**Task**
Give the number of lines below that hold "each", and only that.

Collected data

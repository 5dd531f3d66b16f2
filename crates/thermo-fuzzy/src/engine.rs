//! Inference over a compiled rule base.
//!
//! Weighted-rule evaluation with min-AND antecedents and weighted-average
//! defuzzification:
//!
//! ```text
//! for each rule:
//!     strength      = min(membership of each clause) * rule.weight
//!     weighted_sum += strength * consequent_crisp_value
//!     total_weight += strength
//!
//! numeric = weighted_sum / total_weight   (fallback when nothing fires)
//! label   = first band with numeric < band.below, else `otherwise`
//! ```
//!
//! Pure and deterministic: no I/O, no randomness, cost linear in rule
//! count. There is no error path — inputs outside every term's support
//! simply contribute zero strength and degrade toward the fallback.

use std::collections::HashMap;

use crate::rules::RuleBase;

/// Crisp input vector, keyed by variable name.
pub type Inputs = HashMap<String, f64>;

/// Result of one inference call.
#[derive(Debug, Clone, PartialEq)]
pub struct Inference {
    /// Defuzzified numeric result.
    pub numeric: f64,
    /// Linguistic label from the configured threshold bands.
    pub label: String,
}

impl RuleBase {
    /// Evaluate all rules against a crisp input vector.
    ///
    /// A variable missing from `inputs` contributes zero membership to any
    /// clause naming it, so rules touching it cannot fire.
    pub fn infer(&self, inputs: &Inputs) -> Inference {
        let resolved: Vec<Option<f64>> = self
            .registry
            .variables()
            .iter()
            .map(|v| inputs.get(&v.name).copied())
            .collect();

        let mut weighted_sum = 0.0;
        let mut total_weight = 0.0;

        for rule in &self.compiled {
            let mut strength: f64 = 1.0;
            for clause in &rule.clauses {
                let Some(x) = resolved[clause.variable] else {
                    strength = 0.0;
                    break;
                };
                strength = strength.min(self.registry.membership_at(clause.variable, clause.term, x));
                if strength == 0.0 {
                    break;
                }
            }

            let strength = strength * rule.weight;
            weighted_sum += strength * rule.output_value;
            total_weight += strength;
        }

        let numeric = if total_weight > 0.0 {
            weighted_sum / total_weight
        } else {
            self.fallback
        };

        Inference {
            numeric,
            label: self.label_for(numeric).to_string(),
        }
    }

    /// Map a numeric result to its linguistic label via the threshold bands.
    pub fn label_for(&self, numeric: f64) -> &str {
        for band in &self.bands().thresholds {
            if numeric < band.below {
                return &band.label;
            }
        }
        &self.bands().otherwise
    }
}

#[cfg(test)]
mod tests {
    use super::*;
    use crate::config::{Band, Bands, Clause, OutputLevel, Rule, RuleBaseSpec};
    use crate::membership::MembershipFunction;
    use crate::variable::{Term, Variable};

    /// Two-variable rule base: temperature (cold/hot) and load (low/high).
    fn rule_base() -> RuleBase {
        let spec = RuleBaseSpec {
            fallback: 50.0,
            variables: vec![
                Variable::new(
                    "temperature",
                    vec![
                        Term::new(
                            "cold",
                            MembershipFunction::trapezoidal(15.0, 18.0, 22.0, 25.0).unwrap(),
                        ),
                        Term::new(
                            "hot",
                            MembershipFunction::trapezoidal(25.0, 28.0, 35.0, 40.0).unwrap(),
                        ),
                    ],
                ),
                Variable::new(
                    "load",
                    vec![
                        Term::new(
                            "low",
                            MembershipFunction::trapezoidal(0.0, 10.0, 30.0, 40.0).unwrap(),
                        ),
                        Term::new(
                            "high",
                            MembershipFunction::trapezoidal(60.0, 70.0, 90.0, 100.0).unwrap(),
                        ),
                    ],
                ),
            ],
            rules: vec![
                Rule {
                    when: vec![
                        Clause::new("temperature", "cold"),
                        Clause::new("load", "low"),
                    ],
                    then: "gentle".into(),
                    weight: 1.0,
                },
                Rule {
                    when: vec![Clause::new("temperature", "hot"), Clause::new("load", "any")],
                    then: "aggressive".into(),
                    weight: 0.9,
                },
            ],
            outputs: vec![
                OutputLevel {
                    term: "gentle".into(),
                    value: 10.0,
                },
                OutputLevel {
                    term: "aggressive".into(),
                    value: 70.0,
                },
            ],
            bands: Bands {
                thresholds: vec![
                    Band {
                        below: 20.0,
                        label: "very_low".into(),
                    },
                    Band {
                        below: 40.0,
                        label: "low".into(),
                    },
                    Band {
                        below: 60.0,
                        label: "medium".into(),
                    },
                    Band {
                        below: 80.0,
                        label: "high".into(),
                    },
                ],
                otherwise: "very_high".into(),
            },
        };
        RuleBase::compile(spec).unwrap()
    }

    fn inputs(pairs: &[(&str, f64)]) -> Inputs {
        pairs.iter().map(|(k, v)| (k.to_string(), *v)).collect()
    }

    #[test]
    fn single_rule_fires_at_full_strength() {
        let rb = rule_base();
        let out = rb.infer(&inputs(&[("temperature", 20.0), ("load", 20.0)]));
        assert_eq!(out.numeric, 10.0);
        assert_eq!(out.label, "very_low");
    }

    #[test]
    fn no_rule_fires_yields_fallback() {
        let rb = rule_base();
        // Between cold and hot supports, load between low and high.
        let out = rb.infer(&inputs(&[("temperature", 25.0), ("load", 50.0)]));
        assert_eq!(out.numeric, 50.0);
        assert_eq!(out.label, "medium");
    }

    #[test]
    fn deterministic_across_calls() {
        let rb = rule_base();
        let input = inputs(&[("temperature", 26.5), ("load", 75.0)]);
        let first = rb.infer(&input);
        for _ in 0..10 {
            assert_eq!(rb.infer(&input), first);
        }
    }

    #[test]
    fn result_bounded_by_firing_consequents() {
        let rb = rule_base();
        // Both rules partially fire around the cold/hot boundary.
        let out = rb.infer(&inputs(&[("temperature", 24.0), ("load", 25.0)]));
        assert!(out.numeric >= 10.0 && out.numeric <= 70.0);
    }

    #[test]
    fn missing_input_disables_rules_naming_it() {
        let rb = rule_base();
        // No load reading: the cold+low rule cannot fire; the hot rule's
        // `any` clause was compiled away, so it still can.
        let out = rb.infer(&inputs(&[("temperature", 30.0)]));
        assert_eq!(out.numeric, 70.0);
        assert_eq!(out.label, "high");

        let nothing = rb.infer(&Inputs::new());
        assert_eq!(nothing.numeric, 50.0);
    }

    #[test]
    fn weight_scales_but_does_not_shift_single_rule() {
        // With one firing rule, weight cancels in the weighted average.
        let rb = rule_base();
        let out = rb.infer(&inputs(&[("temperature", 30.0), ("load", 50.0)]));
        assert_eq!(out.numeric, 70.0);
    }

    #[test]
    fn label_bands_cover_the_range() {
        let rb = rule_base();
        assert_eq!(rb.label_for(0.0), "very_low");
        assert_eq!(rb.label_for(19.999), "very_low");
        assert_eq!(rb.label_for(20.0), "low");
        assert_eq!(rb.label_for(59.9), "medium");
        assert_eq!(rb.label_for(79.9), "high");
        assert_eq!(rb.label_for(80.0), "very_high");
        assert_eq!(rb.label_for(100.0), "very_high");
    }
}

**Answer to this problem**
2